Task to complete:
Collect every line in the records below that contains the word "GroupReport".

┌─ Supplied information

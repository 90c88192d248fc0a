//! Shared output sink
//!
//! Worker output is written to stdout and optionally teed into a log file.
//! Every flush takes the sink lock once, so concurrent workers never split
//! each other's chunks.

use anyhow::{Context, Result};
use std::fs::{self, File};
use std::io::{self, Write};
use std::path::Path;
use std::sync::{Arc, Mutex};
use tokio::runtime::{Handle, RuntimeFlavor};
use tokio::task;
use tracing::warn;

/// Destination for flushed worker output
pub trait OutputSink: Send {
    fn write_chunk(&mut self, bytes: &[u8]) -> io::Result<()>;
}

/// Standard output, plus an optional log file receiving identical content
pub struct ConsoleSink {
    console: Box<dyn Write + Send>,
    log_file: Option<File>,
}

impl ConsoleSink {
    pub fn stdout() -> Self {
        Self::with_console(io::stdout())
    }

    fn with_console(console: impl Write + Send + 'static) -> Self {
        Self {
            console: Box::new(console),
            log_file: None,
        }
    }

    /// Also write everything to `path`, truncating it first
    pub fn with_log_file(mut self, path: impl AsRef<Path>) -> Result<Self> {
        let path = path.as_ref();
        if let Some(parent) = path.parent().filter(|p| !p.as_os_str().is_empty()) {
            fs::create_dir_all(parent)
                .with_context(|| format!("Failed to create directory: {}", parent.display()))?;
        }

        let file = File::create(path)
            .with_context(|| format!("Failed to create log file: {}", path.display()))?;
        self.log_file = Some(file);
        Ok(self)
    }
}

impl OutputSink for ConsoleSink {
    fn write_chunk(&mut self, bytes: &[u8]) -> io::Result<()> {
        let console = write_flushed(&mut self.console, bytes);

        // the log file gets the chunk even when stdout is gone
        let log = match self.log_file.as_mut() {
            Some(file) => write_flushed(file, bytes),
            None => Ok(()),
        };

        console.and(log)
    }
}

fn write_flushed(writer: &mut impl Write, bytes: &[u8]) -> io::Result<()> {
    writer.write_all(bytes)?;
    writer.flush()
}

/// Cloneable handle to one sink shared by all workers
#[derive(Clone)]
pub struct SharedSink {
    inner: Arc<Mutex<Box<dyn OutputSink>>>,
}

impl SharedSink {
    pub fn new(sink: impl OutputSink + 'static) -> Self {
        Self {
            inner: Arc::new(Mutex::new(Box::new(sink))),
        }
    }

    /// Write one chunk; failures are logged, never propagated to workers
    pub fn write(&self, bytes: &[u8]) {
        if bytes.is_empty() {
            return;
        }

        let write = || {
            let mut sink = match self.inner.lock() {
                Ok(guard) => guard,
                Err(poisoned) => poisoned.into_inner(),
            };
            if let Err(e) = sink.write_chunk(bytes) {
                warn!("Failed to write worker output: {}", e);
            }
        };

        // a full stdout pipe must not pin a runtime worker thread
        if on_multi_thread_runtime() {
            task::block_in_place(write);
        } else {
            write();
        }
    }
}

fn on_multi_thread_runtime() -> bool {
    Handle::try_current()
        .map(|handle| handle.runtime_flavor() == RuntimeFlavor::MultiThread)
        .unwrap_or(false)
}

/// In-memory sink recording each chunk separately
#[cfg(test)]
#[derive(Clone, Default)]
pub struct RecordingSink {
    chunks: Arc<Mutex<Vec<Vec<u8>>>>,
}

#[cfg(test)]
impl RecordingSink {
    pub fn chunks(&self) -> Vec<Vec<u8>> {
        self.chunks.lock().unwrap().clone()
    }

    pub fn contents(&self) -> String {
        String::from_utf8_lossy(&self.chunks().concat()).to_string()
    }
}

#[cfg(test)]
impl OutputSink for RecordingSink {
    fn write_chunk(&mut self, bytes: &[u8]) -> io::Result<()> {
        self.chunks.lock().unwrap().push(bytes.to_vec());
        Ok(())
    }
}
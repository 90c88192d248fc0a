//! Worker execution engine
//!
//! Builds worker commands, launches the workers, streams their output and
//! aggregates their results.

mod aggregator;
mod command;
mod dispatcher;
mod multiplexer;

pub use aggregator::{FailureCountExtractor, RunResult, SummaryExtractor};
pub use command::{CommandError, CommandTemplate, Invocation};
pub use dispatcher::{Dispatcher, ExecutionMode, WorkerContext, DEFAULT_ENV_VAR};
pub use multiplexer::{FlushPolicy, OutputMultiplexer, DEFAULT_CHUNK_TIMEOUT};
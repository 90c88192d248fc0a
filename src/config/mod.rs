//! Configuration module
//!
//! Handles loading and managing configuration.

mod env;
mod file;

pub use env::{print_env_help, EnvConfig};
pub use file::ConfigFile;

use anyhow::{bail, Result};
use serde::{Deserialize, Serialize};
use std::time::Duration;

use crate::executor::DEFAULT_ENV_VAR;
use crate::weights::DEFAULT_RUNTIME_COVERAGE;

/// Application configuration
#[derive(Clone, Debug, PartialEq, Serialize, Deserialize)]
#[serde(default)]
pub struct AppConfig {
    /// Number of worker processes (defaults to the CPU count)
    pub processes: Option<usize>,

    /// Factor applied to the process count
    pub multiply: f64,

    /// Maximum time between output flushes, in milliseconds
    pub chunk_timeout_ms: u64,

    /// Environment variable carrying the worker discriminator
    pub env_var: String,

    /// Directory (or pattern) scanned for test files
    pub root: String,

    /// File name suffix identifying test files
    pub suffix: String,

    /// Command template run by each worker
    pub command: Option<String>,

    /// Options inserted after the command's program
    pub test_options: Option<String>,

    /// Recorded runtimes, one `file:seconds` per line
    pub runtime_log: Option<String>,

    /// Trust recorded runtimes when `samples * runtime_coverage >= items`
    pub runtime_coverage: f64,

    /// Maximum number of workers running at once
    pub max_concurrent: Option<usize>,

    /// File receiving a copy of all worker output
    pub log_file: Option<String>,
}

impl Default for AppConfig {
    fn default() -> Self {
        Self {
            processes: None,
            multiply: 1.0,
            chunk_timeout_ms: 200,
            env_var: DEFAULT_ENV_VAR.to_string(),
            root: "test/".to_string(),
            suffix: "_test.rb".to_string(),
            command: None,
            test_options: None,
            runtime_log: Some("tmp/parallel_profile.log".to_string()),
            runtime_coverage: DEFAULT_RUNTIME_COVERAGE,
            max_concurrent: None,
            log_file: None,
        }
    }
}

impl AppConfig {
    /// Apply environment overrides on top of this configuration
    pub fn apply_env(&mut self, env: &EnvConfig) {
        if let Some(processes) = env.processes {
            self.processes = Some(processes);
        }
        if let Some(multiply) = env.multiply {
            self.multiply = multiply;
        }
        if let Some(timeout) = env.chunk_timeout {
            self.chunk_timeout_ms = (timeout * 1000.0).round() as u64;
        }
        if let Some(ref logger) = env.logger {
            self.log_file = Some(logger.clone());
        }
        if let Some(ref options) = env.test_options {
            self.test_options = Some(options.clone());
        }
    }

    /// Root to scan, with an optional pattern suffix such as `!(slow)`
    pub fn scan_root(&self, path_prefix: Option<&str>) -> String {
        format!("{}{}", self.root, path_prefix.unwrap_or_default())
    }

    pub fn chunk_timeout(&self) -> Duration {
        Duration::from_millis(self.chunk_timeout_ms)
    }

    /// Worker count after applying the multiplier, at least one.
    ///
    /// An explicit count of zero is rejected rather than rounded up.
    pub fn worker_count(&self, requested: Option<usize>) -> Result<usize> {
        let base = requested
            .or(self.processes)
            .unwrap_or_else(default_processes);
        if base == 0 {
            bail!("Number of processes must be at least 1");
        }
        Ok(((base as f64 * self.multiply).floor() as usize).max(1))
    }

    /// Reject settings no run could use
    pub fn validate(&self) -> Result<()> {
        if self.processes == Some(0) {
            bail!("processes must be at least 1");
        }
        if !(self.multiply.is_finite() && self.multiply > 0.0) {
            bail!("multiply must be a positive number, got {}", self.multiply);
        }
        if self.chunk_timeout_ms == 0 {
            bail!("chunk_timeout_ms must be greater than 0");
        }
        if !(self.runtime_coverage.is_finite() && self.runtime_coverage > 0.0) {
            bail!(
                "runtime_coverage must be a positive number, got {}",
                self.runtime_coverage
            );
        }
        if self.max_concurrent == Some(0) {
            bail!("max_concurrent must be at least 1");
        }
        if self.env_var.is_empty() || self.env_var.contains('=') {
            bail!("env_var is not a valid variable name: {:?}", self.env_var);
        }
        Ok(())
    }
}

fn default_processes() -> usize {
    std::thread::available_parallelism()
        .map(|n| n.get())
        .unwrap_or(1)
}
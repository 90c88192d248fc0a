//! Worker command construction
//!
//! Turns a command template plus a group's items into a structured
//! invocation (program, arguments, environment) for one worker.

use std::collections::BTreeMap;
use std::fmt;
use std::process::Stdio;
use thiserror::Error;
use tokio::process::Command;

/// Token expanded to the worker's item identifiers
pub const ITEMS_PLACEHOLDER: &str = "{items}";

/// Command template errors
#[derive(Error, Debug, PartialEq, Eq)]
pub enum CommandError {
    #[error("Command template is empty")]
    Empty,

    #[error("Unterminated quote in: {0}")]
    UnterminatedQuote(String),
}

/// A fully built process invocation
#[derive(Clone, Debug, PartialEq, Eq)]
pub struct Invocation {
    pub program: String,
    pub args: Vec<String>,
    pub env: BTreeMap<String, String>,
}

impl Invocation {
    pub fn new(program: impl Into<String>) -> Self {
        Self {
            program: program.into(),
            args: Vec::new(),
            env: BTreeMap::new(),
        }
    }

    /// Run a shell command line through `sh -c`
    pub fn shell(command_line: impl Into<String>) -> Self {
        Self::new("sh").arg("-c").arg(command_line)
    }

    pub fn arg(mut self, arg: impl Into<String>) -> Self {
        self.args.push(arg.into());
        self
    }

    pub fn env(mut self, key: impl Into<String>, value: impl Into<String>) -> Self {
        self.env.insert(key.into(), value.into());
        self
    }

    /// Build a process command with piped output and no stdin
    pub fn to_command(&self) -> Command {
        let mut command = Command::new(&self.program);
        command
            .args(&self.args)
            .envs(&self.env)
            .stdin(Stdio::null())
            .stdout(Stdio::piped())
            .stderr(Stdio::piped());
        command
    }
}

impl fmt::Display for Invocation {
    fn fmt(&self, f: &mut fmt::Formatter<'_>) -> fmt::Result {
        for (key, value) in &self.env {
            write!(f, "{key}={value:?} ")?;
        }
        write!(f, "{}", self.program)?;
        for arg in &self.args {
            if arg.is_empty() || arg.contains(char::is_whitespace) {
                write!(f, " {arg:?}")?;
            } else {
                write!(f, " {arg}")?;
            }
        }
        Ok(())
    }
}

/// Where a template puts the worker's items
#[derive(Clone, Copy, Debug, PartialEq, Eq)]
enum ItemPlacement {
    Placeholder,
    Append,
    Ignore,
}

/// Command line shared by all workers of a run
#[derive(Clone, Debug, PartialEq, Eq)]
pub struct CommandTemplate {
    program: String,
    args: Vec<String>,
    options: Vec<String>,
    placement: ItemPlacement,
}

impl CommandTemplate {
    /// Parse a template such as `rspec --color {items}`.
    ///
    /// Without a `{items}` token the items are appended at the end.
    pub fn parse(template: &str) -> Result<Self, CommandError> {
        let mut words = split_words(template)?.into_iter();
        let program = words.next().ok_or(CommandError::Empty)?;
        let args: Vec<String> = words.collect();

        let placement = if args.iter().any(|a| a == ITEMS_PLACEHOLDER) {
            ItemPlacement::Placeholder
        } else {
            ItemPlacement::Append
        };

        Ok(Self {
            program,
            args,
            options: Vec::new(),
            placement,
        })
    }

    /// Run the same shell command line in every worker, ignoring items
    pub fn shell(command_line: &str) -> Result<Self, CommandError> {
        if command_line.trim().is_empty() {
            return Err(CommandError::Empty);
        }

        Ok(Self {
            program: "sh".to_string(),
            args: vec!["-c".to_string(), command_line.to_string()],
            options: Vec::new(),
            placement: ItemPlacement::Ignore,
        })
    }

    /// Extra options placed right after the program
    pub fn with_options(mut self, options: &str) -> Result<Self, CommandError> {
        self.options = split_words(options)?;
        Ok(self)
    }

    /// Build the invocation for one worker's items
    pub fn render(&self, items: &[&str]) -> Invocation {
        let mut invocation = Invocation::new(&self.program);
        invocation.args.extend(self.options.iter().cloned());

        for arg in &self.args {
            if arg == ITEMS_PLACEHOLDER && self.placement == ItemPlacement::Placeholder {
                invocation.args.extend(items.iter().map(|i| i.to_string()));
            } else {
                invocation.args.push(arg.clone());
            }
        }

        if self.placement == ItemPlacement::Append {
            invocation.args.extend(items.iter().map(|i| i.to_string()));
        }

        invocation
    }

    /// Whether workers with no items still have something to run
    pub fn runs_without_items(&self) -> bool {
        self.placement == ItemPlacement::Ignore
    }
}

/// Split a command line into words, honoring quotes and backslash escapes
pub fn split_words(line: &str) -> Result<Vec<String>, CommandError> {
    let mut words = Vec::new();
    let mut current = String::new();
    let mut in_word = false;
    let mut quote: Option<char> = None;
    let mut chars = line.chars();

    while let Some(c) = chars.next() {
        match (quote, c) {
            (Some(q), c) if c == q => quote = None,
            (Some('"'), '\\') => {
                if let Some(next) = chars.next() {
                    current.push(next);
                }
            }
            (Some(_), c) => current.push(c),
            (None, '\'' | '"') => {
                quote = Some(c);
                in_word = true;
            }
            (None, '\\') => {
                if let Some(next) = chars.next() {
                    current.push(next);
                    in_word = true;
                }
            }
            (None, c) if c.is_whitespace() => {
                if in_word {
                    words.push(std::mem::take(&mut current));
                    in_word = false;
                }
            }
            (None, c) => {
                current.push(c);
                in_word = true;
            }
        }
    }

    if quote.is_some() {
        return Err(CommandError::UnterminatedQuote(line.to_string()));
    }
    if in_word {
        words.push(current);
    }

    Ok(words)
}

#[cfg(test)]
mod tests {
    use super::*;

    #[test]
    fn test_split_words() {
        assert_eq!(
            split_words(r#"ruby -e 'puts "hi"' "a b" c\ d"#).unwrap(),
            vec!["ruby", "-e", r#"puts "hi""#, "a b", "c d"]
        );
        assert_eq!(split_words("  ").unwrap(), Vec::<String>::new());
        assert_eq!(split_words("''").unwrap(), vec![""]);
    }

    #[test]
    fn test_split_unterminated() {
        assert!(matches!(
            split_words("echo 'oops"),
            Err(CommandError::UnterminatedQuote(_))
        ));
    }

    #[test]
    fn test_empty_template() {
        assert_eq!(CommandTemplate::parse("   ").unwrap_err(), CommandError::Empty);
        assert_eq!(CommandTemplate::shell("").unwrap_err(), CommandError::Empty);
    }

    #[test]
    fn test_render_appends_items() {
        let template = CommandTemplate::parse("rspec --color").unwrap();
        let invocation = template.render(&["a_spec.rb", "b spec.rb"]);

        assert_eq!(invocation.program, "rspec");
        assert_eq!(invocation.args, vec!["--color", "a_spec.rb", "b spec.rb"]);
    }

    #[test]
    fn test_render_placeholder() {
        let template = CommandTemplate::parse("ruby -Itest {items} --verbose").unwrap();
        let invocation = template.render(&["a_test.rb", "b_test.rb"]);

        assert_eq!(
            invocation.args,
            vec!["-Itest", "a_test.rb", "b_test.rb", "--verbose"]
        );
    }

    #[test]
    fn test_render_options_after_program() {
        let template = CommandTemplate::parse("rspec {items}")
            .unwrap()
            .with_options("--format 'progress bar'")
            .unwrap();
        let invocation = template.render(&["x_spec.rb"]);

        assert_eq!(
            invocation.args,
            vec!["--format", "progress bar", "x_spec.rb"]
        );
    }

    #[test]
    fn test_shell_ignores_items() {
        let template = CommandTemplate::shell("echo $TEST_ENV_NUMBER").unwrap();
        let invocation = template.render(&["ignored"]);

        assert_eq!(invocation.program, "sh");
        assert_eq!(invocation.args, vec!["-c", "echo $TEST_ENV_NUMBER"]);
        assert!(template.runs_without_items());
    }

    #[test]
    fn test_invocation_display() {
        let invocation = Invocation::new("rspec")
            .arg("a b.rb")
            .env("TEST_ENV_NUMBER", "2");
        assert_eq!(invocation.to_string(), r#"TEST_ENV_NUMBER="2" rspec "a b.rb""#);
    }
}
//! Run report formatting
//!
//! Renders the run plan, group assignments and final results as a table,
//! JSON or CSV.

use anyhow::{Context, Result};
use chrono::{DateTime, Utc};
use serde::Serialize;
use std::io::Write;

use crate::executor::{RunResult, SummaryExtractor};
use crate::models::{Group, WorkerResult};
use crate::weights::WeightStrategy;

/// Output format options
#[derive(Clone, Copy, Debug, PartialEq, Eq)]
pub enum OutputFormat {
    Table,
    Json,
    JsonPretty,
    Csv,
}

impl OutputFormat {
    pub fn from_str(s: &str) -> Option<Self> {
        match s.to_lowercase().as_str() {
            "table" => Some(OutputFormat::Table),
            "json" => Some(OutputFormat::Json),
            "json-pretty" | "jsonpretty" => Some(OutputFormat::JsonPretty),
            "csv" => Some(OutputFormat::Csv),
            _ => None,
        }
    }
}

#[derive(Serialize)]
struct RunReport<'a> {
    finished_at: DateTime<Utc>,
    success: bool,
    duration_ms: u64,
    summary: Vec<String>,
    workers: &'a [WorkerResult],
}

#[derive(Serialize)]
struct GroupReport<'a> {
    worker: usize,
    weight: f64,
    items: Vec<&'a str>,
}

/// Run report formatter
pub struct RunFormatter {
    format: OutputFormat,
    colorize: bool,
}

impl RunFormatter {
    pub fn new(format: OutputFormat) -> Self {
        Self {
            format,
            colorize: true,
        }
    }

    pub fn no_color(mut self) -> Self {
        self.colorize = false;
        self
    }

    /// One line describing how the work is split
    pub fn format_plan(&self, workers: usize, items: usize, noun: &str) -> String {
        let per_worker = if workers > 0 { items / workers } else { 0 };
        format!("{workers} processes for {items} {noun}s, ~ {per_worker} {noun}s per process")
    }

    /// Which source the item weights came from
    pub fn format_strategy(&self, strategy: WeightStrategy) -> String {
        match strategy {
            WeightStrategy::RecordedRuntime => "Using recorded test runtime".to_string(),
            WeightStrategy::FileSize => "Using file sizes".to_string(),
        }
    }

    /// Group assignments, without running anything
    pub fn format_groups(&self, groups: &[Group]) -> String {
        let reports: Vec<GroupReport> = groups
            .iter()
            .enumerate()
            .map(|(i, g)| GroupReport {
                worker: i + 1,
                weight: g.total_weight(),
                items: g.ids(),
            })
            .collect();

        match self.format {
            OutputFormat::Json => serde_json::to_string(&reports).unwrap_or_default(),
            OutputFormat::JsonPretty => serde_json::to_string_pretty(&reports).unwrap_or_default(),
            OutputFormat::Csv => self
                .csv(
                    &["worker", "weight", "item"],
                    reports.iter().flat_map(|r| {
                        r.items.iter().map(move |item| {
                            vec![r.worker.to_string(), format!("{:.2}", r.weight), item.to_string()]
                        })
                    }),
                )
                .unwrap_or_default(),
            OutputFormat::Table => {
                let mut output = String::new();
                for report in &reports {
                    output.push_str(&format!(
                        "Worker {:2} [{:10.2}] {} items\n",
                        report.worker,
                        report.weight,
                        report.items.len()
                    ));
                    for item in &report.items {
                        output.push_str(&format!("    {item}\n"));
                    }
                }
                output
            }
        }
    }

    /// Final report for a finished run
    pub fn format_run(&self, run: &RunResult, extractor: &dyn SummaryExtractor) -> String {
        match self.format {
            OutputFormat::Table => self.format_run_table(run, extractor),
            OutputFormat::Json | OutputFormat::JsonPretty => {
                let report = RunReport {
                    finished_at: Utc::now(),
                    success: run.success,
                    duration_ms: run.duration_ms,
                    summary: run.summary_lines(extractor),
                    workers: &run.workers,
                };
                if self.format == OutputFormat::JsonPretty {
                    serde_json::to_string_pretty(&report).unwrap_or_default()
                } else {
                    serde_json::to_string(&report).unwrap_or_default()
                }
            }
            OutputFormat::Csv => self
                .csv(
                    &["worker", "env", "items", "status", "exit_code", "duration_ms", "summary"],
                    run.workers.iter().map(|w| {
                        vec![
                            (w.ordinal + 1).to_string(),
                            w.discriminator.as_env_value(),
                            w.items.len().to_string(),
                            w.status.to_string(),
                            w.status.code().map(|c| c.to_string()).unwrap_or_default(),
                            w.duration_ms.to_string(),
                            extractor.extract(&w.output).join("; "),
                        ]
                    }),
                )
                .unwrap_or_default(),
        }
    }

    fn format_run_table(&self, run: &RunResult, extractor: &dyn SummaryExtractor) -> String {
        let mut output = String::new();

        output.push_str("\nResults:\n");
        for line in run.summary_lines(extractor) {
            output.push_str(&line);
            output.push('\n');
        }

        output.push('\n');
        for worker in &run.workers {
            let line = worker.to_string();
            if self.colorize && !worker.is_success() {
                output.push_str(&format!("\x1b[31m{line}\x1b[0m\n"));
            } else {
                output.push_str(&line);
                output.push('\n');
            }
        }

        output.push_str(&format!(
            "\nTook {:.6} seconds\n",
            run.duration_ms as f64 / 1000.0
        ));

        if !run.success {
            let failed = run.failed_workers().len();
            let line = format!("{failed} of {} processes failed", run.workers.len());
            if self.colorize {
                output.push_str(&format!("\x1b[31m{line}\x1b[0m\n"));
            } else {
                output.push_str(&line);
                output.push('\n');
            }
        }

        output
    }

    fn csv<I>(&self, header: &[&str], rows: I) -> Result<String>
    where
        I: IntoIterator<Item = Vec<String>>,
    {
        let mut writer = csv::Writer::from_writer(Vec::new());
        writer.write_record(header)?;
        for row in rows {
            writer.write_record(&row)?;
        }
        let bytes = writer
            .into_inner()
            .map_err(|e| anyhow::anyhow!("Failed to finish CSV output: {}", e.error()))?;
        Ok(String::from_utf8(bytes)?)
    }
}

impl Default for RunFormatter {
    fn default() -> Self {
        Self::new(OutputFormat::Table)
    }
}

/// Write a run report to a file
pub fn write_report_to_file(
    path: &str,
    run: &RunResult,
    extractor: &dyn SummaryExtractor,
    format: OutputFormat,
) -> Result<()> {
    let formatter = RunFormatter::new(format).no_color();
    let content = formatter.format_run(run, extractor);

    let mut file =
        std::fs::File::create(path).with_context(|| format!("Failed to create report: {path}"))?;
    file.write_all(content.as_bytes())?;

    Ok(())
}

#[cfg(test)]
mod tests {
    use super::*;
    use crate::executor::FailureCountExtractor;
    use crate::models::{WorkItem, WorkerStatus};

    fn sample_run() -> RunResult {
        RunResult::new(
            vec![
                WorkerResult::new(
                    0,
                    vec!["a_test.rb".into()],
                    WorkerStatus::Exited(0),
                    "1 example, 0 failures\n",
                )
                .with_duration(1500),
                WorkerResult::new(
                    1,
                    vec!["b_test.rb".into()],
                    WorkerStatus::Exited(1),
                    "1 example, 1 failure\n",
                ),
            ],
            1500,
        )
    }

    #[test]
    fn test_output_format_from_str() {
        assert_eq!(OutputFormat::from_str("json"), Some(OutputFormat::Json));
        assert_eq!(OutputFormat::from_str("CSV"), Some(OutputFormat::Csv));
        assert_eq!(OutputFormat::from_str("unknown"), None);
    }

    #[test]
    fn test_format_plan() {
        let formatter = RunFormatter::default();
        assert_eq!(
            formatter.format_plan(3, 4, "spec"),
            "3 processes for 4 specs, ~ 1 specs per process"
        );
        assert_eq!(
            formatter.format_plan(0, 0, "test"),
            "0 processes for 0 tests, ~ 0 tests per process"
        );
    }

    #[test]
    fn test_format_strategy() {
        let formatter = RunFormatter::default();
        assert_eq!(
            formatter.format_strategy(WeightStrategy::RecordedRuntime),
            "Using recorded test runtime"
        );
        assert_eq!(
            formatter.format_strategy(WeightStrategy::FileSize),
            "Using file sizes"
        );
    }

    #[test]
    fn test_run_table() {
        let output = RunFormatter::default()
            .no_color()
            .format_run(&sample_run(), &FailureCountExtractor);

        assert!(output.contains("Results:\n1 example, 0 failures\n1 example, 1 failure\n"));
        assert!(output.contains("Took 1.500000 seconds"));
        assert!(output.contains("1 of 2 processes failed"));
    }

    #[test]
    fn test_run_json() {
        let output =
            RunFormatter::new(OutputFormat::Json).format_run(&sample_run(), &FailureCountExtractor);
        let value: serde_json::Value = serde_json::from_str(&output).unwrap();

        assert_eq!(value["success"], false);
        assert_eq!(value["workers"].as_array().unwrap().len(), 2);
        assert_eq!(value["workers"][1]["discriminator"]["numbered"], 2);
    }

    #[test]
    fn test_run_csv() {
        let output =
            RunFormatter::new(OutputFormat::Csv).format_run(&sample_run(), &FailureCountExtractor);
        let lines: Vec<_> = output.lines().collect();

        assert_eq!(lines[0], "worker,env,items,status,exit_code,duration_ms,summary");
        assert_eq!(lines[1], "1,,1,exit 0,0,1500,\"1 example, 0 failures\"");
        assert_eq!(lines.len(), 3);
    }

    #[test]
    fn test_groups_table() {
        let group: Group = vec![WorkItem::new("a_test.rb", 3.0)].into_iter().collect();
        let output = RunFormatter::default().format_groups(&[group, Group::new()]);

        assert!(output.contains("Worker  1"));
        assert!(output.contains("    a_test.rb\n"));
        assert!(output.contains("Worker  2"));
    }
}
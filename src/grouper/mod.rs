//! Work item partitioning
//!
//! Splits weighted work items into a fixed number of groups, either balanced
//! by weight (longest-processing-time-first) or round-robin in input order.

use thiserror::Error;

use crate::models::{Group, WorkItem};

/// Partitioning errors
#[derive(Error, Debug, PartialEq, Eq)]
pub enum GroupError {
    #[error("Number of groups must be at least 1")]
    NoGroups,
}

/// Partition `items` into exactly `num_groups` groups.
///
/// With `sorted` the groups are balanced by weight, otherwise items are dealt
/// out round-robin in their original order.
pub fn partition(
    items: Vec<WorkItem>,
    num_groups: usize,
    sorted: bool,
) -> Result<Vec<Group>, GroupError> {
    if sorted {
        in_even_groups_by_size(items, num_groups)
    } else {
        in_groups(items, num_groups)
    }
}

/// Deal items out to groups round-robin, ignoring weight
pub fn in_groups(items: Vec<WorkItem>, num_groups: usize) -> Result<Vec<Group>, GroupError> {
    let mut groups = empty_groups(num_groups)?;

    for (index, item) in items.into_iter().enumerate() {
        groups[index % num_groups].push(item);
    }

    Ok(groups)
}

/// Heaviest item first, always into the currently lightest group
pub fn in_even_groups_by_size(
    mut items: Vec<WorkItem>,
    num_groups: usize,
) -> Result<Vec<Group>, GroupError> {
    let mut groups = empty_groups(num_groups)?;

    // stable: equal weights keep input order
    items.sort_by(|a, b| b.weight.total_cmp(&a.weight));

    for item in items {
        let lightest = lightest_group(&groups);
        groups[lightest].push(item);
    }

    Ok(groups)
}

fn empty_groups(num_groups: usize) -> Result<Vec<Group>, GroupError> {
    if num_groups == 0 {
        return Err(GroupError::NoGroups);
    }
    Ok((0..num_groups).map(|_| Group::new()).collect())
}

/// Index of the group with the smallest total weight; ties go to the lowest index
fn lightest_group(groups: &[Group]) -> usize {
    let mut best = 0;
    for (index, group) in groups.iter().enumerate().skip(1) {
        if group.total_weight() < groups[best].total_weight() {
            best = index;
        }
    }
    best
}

└─

Reply to the task:
struct GroupReport<'a> {
        let reports: Vec<GroupReport> = groups
            .map(|(i, g)| GroupReport {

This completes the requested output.